RECORD EXTRACTS:
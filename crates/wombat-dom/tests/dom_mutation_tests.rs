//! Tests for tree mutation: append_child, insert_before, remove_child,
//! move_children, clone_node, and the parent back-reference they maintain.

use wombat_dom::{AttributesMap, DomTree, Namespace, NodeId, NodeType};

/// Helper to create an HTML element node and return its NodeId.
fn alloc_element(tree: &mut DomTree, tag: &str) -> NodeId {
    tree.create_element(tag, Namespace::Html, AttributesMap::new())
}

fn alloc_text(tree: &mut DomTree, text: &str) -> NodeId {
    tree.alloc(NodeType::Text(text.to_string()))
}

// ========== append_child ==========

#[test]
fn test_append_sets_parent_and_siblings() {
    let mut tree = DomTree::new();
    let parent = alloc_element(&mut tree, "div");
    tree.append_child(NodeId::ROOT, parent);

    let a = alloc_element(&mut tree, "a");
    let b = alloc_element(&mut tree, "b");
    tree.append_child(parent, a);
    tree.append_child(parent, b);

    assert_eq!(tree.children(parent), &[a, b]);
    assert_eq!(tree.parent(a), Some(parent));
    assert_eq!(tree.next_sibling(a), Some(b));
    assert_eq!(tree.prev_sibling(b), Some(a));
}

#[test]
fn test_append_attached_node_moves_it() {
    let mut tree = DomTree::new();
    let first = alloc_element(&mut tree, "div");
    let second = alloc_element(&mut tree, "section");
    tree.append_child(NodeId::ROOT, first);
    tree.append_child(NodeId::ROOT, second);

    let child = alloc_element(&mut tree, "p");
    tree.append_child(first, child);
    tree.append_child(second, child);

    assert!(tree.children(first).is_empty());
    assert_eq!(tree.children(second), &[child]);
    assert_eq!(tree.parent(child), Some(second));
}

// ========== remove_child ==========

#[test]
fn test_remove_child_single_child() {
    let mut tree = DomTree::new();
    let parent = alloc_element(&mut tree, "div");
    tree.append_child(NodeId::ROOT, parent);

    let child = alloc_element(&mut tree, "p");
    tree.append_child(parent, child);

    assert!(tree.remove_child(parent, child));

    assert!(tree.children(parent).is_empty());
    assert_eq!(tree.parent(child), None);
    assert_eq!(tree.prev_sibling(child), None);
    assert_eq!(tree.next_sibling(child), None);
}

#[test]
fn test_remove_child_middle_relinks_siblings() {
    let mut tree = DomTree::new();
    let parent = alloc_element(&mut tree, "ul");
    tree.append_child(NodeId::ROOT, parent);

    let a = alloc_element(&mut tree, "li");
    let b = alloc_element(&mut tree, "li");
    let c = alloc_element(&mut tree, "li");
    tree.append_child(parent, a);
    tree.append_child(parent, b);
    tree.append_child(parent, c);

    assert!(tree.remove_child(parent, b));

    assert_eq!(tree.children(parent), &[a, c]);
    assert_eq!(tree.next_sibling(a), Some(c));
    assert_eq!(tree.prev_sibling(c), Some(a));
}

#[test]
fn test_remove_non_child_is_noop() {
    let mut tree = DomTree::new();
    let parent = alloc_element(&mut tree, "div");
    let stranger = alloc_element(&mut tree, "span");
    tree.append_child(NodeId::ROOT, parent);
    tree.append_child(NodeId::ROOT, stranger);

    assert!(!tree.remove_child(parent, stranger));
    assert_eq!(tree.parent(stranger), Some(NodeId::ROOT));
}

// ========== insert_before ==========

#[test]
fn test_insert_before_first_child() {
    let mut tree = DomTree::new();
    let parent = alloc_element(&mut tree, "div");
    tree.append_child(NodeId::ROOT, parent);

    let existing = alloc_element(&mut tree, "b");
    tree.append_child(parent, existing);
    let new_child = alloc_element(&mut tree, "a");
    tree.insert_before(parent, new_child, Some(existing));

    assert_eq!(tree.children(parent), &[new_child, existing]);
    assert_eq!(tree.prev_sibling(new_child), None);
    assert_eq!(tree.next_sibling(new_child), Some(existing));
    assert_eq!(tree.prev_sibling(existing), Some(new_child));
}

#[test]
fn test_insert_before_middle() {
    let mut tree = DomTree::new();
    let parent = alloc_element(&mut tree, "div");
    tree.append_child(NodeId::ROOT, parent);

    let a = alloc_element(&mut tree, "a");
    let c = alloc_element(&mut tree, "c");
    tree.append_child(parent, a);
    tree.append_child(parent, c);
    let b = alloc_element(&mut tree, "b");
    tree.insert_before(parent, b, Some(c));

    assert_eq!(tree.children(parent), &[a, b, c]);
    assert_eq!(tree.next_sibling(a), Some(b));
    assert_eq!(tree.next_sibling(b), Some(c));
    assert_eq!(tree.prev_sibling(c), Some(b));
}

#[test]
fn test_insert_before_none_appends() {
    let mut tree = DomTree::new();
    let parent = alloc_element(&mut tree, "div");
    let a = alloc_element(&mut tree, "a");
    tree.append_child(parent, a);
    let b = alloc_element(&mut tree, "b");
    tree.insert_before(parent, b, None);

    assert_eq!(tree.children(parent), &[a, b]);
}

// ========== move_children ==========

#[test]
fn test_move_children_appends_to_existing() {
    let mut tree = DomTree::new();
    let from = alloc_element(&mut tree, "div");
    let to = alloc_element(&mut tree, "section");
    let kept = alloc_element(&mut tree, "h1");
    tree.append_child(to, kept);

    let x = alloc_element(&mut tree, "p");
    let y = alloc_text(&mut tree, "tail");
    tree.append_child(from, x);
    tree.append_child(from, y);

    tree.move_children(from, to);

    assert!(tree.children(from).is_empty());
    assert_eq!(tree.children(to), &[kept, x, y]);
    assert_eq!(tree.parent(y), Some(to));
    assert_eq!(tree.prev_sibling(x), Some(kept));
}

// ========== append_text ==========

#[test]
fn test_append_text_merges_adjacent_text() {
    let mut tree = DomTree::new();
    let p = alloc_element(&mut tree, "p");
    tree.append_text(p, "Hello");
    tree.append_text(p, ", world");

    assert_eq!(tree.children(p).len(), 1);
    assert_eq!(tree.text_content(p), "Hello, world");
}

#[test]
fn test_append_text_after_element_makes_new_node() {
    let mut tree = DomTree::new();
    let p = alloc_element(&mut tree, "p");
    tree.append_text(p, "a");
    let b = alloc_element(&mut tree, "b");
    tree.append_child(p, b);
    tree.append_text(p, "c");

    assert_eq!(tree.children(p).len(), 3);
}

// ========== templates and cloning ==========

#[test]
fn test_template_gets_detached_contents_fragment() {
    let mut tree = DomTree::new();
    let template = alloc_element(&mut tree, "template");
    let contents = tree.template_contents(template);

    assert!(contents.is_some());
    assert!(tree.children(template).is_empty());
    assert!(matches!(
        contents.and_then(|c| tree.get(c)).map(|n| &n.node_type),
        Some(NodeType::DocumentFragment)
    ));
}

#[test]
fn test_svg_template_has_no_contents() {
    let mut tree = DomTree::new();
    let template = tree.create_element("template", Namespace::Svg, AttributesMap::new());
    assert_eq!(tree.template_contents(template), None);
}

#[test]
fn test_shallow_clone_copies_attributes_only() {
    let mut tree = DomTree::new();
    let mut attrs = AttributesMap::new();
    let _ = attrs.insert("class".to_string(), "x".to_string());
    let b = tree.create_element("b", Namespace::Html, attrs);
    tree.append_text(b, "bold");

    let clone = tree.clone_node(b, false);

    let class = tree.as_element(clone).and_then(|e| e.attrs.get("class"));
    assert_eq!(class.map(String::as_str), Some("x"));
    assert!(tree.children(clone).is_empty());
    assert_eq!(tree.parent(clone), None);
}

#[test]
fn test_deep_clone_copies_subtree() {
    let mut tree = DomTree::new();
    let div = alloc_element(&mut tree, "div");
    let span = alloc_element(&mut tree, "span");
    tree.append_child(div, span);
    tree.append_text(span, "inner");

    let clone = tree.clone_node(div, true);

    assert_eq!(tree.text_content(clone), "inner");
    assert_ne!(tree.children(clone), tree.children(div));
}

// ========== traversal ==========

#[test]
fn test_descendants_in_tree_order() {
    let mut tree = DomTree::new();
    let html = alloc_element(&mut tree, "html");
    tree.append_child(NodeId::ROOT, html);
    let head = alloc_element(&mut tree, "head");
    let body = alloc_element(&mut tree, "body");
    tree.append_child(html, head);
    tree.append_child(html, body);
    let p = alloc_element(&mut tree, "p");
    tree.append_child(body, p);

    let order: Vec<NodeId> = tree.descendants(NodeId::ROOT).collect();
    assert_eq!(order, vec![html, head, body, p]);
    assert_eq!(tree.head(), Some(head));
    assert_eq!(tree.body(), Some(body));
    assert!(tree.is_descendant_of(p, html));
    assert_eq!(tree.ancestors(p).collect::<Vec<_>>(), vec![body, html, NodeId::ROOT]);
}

EXERCISE REQUIREMENTS: Look over the material and return every line where the word "body" is found.

WORKED SOLUTION:
    let body = alloc_element(&mut tree, "body");
    tree.append_child(html, body);
    tree.append_child(body, p);
    assert_eq!(order, vec![html, head, body, p]);
    assert_eq!(tree.body(), Some(body));
    assert_eq!(tree.ancestors(p).collect::<Vec<_>>(), vec![body, html, NodeId::ROOT]);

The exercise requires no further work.